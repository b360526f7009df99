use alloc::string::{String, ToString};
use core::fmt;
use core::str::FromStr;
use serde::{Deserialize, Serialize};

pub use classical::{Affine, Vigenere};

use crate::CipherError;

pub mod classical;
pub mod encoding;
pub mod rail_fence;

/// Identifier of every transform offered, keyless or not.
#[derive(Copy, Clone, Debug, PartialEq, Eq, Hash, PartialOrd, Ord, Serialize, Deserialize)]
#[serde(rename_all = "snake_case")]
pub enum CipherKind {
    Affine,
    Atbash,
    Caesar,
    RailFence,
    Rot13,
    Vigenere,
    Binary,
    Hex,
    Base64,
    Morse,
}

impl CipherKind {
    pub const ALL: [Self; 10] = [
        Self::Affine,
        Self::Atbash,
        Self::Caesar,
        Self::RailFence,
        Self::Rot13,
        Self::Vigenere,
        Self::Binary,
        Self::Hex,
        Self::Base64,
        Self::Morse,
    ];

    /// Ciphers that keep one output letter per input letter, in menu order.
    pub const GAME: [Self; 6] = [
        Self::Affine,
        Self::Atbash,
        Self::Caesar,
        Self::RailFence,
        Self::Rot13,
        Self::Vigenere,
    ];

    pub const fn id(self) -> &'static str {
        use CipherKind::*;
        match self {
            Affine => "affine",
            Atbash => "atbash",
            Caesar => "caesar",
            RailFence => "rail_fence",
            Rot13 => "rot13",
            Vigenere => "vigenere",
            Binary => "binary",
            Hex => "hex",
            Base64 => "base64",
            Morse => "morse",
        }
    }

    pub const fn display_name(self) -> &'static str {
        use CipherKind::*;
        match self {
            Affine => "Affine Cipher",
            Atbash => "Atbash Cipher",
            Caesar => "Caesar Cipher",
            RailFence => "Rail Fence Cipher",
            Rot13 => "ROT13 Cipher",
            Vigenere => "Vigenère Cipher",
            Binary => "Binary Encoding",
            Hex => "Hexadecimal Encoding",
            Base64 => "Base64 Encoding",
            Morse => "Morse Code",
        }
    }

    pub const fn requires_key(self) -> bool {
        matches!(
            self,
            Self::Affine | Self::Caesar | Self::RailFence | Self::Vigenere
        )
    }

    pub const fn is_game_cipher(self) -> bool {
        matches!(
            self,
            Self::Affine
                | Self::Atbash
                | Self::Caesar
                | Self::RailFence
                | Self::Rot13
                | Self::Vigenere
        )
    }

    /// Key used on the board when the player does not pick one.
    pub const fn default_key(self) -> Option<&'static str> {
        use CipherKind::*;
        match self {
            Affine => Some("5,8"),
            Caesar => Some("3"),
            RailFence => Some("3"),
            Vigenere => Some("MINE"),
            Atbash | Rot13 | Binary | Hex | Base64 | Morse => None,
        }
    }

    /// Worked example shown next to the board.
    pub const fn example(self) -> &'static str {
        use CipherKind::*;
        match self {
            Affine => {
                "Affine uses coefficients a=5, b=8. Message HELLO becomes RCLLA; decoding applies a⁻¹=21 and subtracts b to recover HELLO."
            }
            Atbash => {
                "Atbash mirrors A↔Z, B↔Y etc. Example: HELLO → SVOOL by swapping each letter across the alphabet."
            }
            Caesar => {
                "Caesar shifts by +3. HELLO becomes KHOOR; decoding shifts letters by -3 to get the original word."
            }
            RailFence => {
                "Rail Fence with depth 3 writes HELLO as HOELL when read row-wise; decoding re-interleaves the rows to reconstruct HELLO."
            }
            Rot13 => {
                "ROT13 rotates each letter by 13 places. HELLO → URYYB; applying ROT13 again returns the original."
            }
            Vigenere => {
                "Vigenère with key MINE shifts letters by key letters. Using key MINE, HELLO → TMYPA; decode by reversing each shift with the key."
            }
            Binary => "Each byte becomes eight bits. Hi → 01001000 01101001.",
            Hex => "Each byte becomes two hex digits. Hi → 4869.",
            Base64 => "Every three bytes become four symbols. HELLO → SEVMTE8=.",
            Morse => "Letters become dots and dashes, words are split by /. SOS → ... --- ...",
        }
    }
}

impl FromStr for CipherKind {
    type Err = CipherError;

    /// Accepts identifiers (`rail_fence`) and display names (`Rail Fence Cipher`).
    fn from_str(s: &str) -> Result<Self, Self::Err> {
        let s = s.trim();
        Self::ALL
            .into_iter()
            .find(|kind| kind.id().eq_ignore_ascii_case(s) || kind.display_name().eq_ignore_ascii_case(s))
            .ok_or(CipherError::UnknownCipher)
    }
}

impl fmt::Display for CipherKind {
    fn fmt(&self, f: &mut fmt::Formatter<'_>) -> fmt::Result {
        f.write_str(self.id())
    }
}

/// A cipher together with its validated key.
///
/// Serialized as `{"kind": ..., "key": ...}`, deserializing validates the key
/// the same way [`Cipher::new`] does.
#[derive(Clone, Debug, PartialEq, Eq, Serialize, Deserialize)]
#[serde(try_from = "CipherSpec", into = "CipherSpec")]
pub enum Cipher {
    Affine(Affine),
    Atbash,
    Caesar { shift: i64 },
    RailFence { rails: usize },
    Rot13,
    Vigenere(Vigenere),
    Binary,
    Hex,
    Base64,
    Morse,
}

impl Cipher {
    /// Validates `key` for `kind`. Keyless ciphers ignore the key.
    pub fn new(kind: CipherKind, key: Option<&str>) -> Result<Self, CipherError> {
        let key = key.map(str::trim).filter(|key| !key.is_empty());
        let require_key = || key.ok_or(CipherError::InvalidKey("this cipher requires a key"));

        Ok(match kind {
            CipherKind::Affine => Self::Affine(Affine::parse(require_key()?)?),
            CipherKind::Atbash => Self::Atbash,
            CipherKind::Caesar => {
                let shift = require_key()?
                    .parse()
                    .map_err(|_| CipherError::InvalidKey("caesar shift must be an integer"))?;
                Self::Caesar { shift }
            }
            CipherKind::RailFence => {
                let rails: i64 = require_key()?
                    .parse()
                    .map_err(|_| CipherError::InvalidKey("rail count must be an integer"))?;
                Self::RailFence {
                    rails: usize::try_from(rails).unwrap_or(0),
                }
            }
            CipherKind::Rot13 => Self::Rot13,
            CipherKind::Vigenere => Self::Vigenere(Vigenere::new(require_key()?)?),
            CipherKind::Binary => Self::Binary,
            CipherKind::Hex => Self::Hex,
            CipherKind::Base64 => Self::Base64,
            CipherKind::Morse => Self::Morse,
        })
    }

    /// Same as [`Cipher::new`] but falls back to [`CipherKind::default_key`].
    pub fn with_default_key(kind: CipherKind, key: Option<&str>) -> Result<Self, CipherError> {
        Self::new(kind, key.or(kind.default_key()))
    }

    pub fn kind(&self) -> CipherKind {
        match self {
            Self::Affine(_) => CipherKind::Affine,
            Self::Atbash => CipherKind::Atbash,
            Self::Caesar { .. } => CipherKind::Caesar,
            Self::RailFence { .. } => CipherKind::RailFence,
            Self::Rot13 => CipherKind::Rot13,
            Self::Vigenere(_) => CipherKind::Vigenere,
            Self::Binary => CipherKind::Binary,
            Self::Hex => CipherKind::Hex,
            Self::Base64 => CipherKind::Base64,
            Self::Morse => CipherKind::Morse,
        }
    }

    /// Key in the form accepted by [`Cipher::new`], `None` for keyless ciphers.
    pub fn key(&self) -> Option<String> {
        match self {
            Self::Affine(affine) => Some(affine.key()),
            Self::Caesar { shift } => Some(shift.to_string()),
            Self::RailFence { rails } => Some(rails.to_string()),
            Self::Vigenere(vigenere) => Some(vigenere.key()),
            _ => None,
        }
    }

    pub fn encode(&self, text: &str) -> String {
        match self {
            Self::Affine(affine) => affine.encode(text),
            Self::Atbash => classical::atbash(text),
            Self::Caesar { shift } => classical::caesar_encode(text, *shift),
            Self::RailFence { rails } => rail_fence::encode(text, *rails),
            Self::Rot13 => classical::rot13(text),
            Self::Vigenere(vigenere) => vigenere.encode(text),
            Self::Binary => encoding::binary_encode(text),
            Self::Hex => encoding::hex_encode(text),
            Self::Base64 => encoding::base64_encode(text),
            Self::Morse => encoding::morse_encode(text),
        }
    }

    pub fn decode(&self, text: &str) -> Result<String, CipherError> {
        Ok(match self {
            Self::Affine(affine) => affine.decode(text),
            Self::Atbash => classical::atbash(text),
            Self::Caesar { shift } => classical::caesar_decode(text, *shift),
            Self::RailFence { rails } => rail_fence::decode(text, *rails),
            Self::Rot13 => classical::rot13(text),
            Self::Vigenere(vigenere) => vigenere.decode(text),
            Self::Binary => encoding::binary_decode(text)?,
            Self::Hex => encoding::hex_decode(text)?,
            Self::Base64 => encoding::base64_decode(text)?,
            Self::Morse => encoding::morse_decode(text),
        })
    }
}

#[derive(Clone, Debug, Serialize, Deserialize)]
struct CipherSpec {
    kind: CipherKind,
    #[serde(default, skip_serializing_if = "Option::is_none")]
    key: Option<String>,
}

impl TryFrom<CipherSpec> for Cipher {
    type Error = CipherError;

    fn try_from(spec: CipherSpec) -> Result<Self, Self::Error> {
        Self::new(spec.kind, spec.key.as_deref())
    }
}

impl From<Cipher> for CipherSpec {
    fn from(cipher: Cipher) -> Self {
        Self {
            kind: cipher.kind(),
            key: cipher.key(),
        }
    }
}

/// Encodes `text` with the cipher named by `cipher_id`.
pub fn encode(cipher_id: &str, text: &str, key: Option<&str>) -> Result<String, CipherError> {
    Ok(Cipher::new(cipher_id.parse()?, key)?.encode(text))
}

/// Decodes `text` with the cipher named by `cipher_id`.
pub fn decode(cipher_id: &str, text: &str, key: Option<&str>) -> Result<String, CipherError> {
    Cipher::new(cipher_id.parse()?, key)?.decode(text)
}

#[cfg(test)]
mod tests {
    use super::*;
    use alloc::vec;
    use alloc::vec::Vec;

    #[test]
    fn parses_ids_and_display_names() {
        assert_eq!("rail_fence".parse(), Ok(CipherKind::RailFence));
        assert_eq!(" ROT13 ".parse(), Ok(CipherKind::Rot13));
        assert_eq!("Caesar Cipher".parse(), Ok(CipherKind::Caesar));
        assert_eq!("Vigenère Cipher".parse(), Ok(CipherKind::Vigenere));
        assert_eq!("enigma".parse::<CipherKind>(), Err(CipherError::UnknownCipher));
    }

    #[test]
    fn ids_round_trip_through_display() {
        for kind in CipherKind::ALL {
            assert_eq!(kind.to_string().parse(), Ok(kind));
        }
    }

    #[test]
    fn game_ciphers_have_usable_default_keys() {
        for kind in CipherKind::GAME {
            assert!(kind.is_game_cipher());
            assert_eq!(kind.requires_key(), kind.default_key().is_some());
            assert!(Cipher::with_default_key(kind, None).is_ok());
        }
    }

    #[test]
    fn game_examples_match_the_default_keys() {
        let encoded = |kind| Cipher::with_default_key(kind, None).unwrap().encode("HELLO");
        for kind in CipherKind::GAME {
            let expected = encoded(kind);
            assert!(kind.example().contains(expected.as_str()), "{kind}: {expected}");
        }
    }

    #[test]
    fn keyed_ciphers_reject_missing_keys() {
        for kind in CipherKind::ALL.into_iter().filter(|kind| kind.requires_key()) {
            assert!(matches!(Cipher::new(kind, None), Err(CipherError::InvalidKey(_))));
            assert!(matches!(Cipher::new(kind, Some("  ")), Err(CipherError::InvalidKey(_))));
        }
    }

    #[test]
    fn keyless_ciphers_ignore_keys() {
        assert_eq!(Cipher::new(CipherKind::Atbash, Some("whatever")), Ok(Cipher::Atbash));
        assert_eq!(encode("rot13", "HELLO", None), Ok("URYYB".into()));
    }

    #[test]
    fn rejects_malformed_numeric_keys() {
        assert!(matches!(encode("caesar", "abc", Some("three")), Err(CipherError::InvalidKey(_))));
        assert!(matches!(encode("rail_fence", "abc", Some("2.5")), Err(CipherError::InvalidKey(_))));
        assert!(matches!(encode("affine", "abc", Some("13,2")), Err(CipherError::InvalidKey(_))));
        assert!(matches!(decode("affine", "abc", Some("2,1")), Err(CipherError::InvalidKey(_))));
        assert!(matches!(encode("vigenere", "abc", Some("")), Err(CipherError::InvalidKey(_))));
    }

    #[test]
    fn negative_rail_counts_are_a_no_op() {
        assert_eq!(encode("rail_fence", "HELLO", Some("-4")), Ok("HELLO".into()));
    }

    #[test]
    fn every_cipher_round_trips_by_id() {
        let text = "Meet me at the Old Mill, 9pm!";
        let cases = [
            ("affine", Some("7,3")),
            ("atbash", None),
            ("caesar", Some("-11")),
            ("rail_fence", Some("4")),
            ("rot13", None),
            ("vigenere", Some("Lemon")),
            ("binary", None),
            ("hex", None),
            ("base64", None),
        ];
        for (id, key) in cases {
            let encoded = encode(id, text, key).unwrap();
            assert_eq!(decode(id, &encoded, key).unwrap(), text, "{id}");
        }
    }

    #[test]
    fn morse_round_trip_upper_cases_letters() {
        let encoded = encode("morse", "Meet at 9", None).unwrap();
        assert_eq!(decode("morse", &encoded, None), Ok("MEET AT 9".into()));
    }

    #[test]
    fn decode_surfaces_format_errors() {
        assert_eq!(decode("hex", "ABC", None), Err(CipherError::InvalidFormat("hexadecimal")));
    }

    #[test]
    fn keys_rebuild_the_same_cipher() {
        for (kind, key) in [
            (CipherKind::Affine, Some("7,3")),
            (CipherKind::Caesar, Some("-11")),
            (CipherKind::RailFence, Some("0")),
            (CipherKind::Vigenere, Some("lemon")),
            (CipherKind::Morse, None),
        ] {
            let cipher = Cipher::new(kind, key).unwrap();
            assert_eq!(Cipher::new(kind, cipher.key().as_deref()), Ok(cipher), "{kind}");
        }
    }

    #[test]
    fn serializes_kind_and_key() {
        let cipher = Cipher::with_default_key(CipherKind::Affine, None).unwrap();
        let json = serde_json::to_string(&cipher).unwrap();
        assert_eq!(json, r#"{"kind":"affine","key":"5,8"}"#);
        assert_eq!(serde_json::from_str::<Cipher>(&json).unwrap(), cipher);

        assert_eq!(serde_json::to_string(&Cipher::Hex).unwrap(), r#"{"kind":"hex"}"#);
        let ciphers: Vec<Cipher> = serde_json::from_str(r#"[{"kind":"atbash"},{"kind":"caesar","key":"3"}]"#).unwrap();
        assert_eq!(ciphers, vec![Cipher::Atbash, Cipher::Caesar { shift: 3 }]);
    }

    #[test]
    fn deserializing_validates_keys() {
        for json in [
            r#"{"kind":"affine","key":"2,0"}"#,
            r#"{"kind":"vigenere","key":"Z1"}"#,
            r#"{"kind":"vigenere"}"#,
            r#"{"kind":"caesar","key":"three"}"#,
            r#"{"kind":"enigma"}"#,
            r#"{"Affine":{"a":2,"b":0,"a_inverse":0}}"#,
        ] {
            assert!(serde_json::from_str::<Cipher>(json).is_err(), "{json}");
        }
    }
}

☆ ☆ ☆

Task details:
For each line of the material that contains the word "UnknownCipher", make a copy.

Answer below:
            .ok_or(CipherError::UnknownCipher)
        assert_eq!("enigma".parse::<CipherKind>(), Err(CipherError::UnknownCipher));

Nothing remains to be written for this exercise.